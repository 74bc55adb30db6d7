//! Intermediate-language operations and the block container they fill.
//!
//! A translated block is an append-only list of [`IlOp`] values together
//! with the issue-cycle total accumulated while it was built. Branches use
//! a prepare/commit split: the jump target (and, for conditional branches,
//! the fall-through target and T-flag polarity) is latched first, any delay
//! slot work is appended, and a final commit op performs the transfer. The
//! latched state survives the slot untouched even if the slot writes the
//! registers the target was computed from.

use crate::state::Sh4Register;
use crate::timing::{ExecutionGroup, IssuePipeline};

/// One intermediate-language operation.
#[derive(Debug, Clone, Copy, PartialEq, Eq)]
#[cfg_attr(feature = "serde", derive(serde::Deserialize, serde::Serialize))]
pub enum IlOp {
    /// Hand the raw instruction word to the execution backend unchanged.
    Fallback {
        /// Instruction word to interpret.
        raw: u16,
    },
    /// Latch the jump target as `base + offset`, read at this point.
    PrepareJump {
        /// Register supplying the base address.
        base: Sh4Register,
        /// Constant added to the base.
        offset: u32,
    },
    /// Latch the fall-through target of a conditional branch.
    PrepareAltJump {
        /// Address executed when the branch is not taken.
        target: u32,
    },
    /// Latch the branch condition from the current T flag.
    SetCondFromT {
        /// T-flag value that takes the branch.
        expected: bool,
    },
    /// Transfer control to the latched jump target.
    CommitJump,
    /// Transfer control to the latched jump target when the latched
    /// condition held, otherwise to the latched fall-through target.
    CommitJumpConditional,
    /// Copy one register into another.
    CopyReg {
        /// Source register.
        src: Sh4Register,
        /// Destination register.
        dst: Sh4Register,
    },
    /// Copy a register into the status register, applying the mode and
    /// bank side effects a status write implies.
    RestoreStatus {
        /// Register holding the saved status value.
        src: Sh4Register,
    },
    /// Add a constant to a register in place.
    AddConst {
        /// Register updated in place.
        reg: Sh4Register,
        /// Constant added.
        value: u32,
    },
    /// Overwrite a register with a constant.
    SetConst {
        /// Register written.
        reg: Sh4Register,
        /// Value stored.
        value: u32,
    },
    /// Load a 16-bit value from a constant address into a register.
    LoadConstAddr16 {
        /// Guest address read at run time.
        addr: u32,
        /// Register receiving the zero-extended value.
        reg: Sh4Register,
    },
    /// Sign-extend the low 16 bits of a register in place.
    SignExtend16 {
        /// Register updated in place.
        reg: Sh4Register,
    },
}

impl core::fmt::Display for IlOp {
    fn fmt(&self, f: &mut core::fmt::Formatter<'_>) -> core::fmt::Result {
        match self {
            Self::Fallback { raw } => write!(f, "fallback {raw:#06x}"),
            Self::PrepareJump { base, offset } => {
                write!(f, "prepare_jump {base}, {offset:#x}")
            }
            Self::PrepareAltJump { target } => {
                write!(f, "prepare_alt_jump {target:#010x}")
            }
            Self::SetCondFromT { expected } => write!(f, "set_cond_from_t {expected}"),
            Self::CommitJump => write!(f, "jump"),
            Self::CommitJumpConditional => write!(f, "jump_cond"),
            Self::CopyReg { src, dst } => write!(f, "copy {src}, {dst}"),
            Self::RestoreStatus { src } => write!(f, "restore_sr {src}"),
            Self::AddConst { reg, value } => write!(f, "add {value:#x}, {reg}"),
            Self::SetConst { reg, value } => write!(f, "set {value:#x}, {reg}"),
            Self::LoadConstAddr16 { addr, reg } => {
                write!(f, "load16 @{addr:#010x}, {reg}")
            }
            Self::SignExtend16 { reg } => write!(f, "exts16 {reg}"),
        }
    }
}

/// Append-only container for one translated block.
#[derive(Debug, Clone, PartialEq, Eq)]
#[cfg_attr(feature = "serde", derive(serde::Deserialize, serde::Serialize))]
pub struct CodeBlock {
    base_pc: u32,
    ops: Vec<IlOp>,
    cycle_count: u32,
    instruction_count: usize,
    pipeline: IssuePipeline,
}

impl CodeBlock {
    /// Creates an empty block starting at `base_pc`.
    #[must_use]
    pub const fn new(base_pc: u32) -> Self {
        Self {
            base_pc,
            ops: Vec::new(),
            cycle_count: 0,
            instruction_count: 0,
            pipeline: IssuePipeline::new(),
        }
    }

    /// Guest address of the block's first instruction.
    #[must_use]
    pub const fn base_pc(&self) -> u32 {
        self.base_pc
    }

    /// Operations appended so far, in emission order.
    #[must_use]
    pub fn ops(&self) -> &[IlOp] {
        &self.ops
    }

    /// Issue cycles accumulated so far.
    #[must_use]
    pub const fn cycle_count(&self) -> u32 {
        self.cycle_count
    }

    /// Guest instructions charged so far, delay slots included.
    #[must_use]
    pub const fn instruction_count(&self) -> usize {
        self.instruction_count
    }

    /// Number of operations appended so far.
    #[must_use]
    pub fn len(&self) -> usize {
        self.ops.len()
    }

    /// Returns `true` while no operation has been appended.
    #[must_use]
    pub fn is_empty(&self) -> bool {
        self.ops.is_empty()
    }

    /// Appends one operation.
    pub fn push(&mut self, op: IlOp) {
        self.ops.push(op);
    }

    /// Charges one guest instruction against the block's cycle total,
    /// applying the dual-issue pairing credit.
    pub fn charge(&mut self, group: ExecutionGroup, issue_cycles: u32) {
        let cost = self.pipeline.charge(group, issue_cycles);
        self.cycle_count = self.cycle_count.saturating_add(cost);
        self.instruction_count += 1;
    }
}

○ ○ ○

ASSIGNMENT >>
Please give back exactly the lines of the listing above that run from the one containing "takes the branch." through the one containing "the mode and", and only those.

TASK RESPONSE >>
        /// T-flag value that takes the branch.
        expected: bool,
    },
    /// Transfer control to the latched jump target.
    CommitJump,
    /// Transfer control to the latched jump target when the latched
    /// condition held, otherwise to the latched fall-through target.
    CommitJumpConditional,
    /// Copy one register into another.
    CopyReg {
        /// Source register.
        src: Sh4Register,
        /// Destination register.
        dst: Sh4Register,
    },
    /// Copy a register into the status register, applying the mode and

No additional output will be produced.